Just like when I was an airman and had to spend a week riding around in a fuel truck, I know that as a student employee I'm at the bottom of the food chain. In the scope of a large university, I'm an interchangeable part-- one student leaves, you don't put much thought into hiring a new one, and there's a new one every semester or every year. Even so, I applied for, and interviewed for, and was hired above other people for, a position as a software developer. I may be just a student employee, and may look like just some old guy who's still trying to get through college-- but I'm not just some yahoo that walked in off the street to reset passwords either.
I don't like the idea of having to make a formal request for accommodations, whatever "formal request for accommodations" really means. I've had to do that for academics, and it was a quite difficult thing to have to do. It's a difficult thing to have to talk to every one of my professors at the start of each semester and make arrangements to take tests in quiet rooms and get extensions on assignments and have a particular desk reserved. It's even more difficult to raise a fuss when your accommodations letter says "take exams in a quiet room, alone" and they try to stick you in a room with five other people anyway-- which happens quite often. I digress.
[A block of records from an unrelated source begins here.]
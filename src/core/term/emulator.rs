//! Terminal emulator façade
//!
//! Binds the tokenizer and the screen buffer into a single `feed(bytes)`
//! operation. Bytes that end mid-sequence (PTYs deliver partial writes)
//! are carried over to the next feed.

use super::parser::{next_token, Scan};
use super::state::{Response, Row, ScreenBuffer};

pub struct TerminalEmulator {
    screen: ScreenBuffer,
    /// Unconsumed tail of the last feed: a truncated escape sequence or
    /// UTF-8 character waiting for its remaining bytes.
    pending: Vec<u8>,
}

impl TerminalEmulator {
    pub fn new(rows: u16, cols: u16) -> Self {
        Self {
            screen: ScreenBuffer::new(rows, cols),
            pending: Vec::new(),
        }
    }

    /// Feed raw PTY output. Returns any answerbacks (device status and
    /// attribute queries) the caller should write back to the PTY.
    pub fn feed(&mut self, bytes: &[u8]) -> Vec<Response> {
        self.pending.extend_from_slice(bytes);

        let mut responses = Vec::new();
        let mut pos = 0;
        loop {
            match next_token(&self.pending, pos) {
                Scan::Token(token, next) => {
                    if let Some(response) = self.screen.apply(&token) {
                        responses.push(response);
                    }
                    pos = next;
                }
                Scan::Done => {
                    pos = self.pending.len();
                    break;
                }
                Scan::Incomplete => break,
            }
        }
        self.pending.drain(..pos);
        responses
    }

    pub fn screen(&self) -> &ScreenBuffer {
        &self.screen
    }

    /// Current grid, trailing blank rows trimmed.
    pub fn snapshot(&self) -> Vec<Row> {
        self.screen.snapshot()
    }

    /// The screen as plain text: one line per row, right-trimmed, trailing
    /// blank lines dropped.
    pub fn contents(&self) -> String {
        let lines: Vec<String> = self.screen.snapshot().iter().map(Row::text).collect();
        lines.join("\n")
    }

    pub fn resize(&mut self, rows: u16, cols: u16) {
        self.screen.resize(rows, cols);
    }

    pub fn title(&self) -> &str {
        self.screen.title()
    }

    pub fn in_alt_screen(&self) -> bool {
        self.screen.in_alt_screen()
    }
}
If I have to provide documentation, which I expect I will, I'll have to make an appointment at the VA mental health clinic-- which means it will probably be at least a week or two, probably longer, maybe much longer, before I'll be able to get there to explain to someone what's going on and get yet another letter saying that yes I have this disability and that yes I am eligible for accommodations. Every time I have to explain all of this is difficult; it's emotionally draining to deal with the idea that people you work for, at a place that you actually like working for, have to be compelled by federal law to treat you with respect as a disabled person instead of just respecting you as a person.
Maybe the powers that be will take another look and see the problem and correct it, and I won't ever have to task switch like this again ("ever" meaning the remainder of my time here, which isn't even that long. I'm moving to California in August). That's what I hope happens. I just want to do my job, finish the software development project I'm working on, and then maybe knock out some other pending projects before I leave.
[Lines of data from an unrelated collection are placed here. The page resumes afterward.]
//! Embedding providers.
//!
//! Concrete implementations of [`lawdex_core::embedding::EmbeddingProvider`]:
//! - **[`DisabledProvider`]**: returns errors; used when embeddings are not configured.
//! - **[`OpenAIProvider`]**: `POST /v1/embeddings`, key from `OPENAI_API_KEY`.
//! - **[`OllamaProvider`]**: `POST {url}/api/embed`, suitable for `bge-m3`.
//! - **`LocalProvider`**: fastembed, behind the `local-embeddings-fastembed` feature.
//!
//! Each call is a single attempt. The build orchestrator owns retries and
//! backoff so that one policy covers every provider.
//!
//! ```rust
//! # use lawdex::config::EmbeddingConfig;
//! # use lawdex::embedding::create_provider;
//! let config = EmbeddingConfig::default(); // provider = "disabled"
//! let provider = create_provider(&config).unwrap();
//! assert_eq!(provider.model_name(), "disabled");
//! ```

use anyhow::{anyhow, bail, Result};
use async_trait::async_trait;
use std::time::Duration;

use lawdex_core::embedding::EmbeddingProvider;

use crate::config::EmbeddingConfig;

const DEFAULT_OLLAMA_URL: &str = "http://localhost:11434";

// ============ Disabled Provider ============

/// Used when `embedding.provider = "disabled"`. Every call fails.
pub struct DisabledProvider;

#[async_trait]
impl EmbeddingProvider for DisabledProvider {
    fn model_name(&self) -> &str {
        "disabled"
    }
    fn dims(&self) -> usize {
        0
    }
    async fn embed(&self, _texts: &[String]) -> Result<Vec<Vec<f32>>> {
        bail!("Embedding provider is disabled")
    }
}

fn http_client(config: &EmbeddingConfig) -> Result<reqwest::Client> {
    Ok(reqwest::Client::builder()
        .timeout(Duration::from_secs(config.timeout_secs))
        .build()?)
}

fn model_and_dims(config: &EmbeddingConfig, provider: &str) -> Result<(String, usize)> {
    let model = config
        .model
        .clone()
        .ok_or_else(|| anyhow!("embedding.model required for {} provider", provider))?;
    let dims = config
        .dims
        .ok_or_else(|| anyhow!("embedding.dims required for {} provider", provider))?;
    Ok((model, dims))
}

async fn post_json(request: reqwest::RequestBuilder, label: &str) -> Result<serde_json::Value> {
    let response = request.send().await?;
    let status = response.status();
    if !status.is_success() {
        let body_text = response.text().await.unwrap_or_default();
        bail!("{} API error {}: {}", label, status, body_text);
    }
    Ok(response.json().await?)
}

// ============ OpenAI Provider ============

pub struct OpenAIProvider {
    model: String,
    dims: usize,
    api_key: String,
    client: reqwest::Client,
}

impl OpenAIProvider {
    /// Fails if `model` or `dims` is unset or `OPENAI_API_KEY` is missing.
    pub fn new(config: &EmbeddingConfig) -> Result<Self> {
        let (model, dims) = model_and_dims(config, "OpenAI")?;
        let api_key = std::env::var("OPENAI_API_KEY")
            .map_err(|_| anyhow!("OPENAI_API_KEY environment variable not set"))?;
        Ok(Self {
            model,
            dims,
            api_key,
            client: http_client(config)?,
        })
    }
}

#[async_trait]
impl EmbeddingProvider for OpenAIProvider {
    fn model_name(&self) -> &str {
        &self.model
    }
    fn dims(&self) -> usize {
        self.dims
    }
    async fn embed(&self, texts: &[String]) -> Result<Vec<Vec<f32>>> {
        let body = serde_json::json!({
            "model": self.model,
            "input": texts,
        });
        let request = self
            .client
            .post("https://api.openai.com/v1/embeddings")
            .header("Authorization", format!("Bearer {}", self.api_key))
            .json(&body);
        let json = post_json(request, "OpenAI").await?;
        parse_openai_response(&json)
    }
}

/// Extract `data[].embedding`, ordered by each item's `index`.
fn parse_openai_response(json: &serde_json::Value) -> Result<Vec<Vec<f32>>> {
    let data = json
        .get("data")
        .and_then(|d| d.as_array())
        .ok_or_else(|| anyhow!("Invalid OpenAI response: missing data array"))?;

    let mut indexed = Vec::with_capacity(data.len());
    for (position, item) in data.iter().enumerate() {
        let index = item
            .get("index")
            .and_then(|i| i.as_u64())
            .map(|i| i as usize)
            .unwrap_or(position);
        let embedding = item
            .get("embedding")
            .ok_or_else(|| anyhow!("Invalid OpenAI response: missing embedding"))?;
        indexed.push((index, json_vector(embedding)?));
    }
    indexed.sort_by_key(|(i, _)| *i);
    Ok(indexed.into_iter().map(|(_, v)| v).collect())
}

fn json_vector(value: &serde_json::Value) -> Result<Vec<f32>> {
    value
        .as_array()
        .ok_or_else(|| anyhow!("embedding is not an array"))?
        .iter()
        .map(|v| {
            v.as_f64()
                .map(|f| f as f32)
                .ok_or_else(|| anyhow!("embedding holds a non-numeric value"))
        })
        .collect()
}

// ============ Ollama Provider ============

/// Calls `POST /api/embed` on a running Ollama instance
/// (e.g. after `ollama pull bge-m3`).
pub struct OllamaProvider {
    model: String,
    dims: usize,
    url: String,
    client: reqwest::Client,
}

impl OllamaProvider {
    pub fn new(config: &EmbeddingConfig) -> Result<Self> {
        let (model, dims) = model_and_dims(config, "Ollama")?;
        let url = config
            .url
            .clone()
            .unwrap_or_else(|| DEFAULT_OLLAMA_URL.to_string());
        Ok(Self {
            model,
            dims,
            url: url.trim_end_matches('/').to_string(),
            client: http_client(config)?,
        })
    }
}

#[async_trait]
impl EmbeddingProvider for OllamaProvider {
    fn model_name(&self) -> &str {
        &self.model
    }
    fn dims(&self) -> usize {
        self.dims
    }
    async fn embed(&self, texts: &[String]) -> Result<Vec<Vec<f32>>> {
        let body = serde_json::json!({
            "model": self.model,
            "input": texts,
        });
        let request = self
            .client
            .post(format!("{}/api/embed", self.url))
            .json(&body);
        let json = post_json(request, "Ollama")
            .await
            .map_err(|e| anyhow!("Ollama request failed (is Ollama running at {}?): {:#}", self.url, e))?;
        parse_ollama_response(&json)
    }
}

fn parse_ollama_response(json: &serde_json::Value) -> Result<Vec<Vec<f32>>> {
    json.get("embeddings")
        .and_then(|e| e.as_array())
        .ok_or_else(|| anyhow!("Invalid Ollama response: missing embeddings array"))?
        .iter()
        .map(json_vector)
        .collect()
}

// ============ Local Provider (fastembed) ============

/// Local inference via fastembed. The model is downloaded from Hugging Face
/// on first use and cached; later runs are fully offline.
#[cfg(feature = "local-embeddings-fastembed")]
pub struct LocalProvider {
    model_name: String,
    dims: usize,
    batch_size: usize,
    model: std::sync::Arc<std::sync::Mutex<Option<fastembed::TextEmbedding>>>,
}

#[cfg(feature = "local-embeddings-fastembed")]
impl LocalProvider {
    pub fn new(config: &EmbeddingConfig) -> Result<Self> {
        let (model_name, dims) = model_and_dims(config, "local")?;
        config_to_fastembed_model(&model_name)?;
        Ok(Self {
            model_name,
            dims,
            batch_size: config.batch_size,
            model: Default::default(),
        })
    }
}

#[cfg(feature = "local-embeddings-fastembed")]
fn config_to_fastembed_model(name: &str) -> Result<fastembed::EmbeddingModel> {
    match name {
        "bge-small-zh-v1.5" => Ok(fastembed::EmbeddingModel::BGESmallZHV15),
        "multilingual-e5-small" => Ok(fastembed::EmbeddingModel::MultilingualE5Small),
        "multilingual-e5-base" => Ok(fastembed::EmbeddingModel::MultilingualE5Base),
        "multilingual-e5-large" => Ok(fastembed::EmbeddingModel::MultilingualE5Large),
        other => bail!(
            "Unknown local embedding model: '{}'. Supported models: \
             bge-small-zh-v1.5, multilingual-e5-small, multilingual-e5-base, multilingual-e5-large",
            other
        ),
    }
}

#[cfg(feature = "local-embeddings-fastembed")]
#[async_trait]
impl EmbeddingProvider for LocalProvider {
    fn model_name(&self) -> &str {
        &self.model_name
    }
    fn dims(&self) -> usize {
        self.dims
    }
    async fn embed(&self, texts: &[String]) -> Result<Vec<Vec<f32>>> {
        let fastembed_model = config_to_fastembed_model(&self.model_name)?;
        let batch_size = self.batch_size;
        let texts = texts.to_vec();
        let slot = self.model.clone();

        tokio::task::spawn_blocking(move || {
            let mut guard = slot
                .lock()
                .map_err(|_| anyhow!("local embedding model lock poisoned"))?;
            if guard.is_none() {
                let model = fastembed::TextEmbedding::try_new(
                    fastembed::InitOptions::new(fastembed_model).with_show_download_progress(true),
                )
                .map_err(|e| anyhow!("Failed to initialize local embedding model: {}", e))?;
                *guard = Some(model);
            }
            let model = guard
                .as_mut()
                .ok_or_else(|| anyhow!("local embedding model not initialized"))?;
            model
                .embed(texts, Some(batch_size))
                .map_err(|e| anyhow!("Local embedding failed: {}", e))
        })
        .await?
    }
}

/// Create the provider named by `embedding.provider`.
///
/// | Config Value | Provider |
/// |-------------|----------|
/// | `"disabled"` | [`DisabledProvider`] |
/// | `"openai"` | [`OpenAIProvider`] |
/// | `"ollama"` | [`OllamaProvider`] |
/// | `"local"` | `LocalProvider` (feature `local-embeddings-fastembed`) |
pub fn create_provider(config: &EmbeddingConfig) -> Result<Box<dyn EmbeddingProvider>> {
    match config.provider.as_str() {
        "disabled" => Ok(Box::new(DisabledProvider)),
        "openai" => Ok(Box::new(OpenAIProvider::new(config)?)),
        "ollama" => Ok(Box::new(OllamaProvider::new(config)?)),
        #[cfg(feature = "local-embeddings-fastembed")]
        "local" => Ok(Box::new(LocalProvider::new(config)?)),
        #[cfg(not(feature = "local-embeddings-fastembed"))]
        "local" => bail!("Local embedding provider requires --features local-embeddings-fastembed"),
        other => bail!("Unknown embedding provider: {}", other),
    }
}

#[cfg(test)]
mod tests {
    use super::*;

    #[test]
    fn openai_response_is_reordered_by_index() {
        let json = serde_json::json!({
            "data": [
                { "index": 1, "embedding": [0.0, 1.0] },
                { "index": 0, "embedding": [1.0, 0.0] }
            ]
        });
        let vectors = parse_openai_response(&json).unwrap();
        assert_eq!(vectors, vec![vec![1.0, 0.0], vec![0.0, 1.0]]);
    }

    #[test]
    fn ollama_response_parses_embeddings() {
        let json = serde_json::json!({ "embeddings": [[0.25, 0.5], [1.0, 2.0]] });
        assert_eq!(
            parse_ollama_response(&json).unwrap(),
            vec![vec![0.25, 0.5], vec![1.0, 2.0]]
        );
        assert!(parse_ollama_response(&serde_json::json!({ "error": "x" })).is_err());
    }

    #[test]
    fn non_numeric_values_are_rejected() {
        let json = serde_json::json!({ "embeddings": [[0.25, "a"]] });
        assert!(parse_ollama_response(&json).is_err());
    }

    #[tokio::test]
    async fn disabled_provider_refuses() {
        let provider = create_provider(&EmbeddingConfig::default()).unwrap();
        assert!(provider.embed(&["x".to_string()]).await.is_err());
    }

    #[test]
    fn ollama_url_defaults_and_trims() {
        let config = EmbeddingConfig {
            provider: "ollama".to_string(),
            model: Some("bge-m3".to_string()),
            dims: Some(1024),
            url: Some("http://gpu-box:11434/".to_string()),
            ..Default::default()
        };
        let provider = OllamaProvider::new(&config).unwrap();
        assert_eq!(provider.url, "http://gpu-box:11434");
        assert_eq!(provider.dims(), 1024);
    }
}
As far as answering the question (or, the choice) of whether or not to disclose my disability to an employer-- I wasn't expecting to have to answer that question this week, I was expecting that I'd have to deal with it later, after I'd found a new job somewhere else, months from now. Given what's happened this week, my answer is firmly yes. As much as I want to believe that people will do the right thing, give you the benefit of the doubt, etc., it's too often not true. I have both rights and responsibilities as a disabled person-- I have the right to reasonable accommodations at work, and I also have the responsibility to request what I need in order to do the best job I possibly can. Neither does anyone any good if I keep my disability hidden. And, if that means I need to fight for what I need, so be it-- that's nothing new either.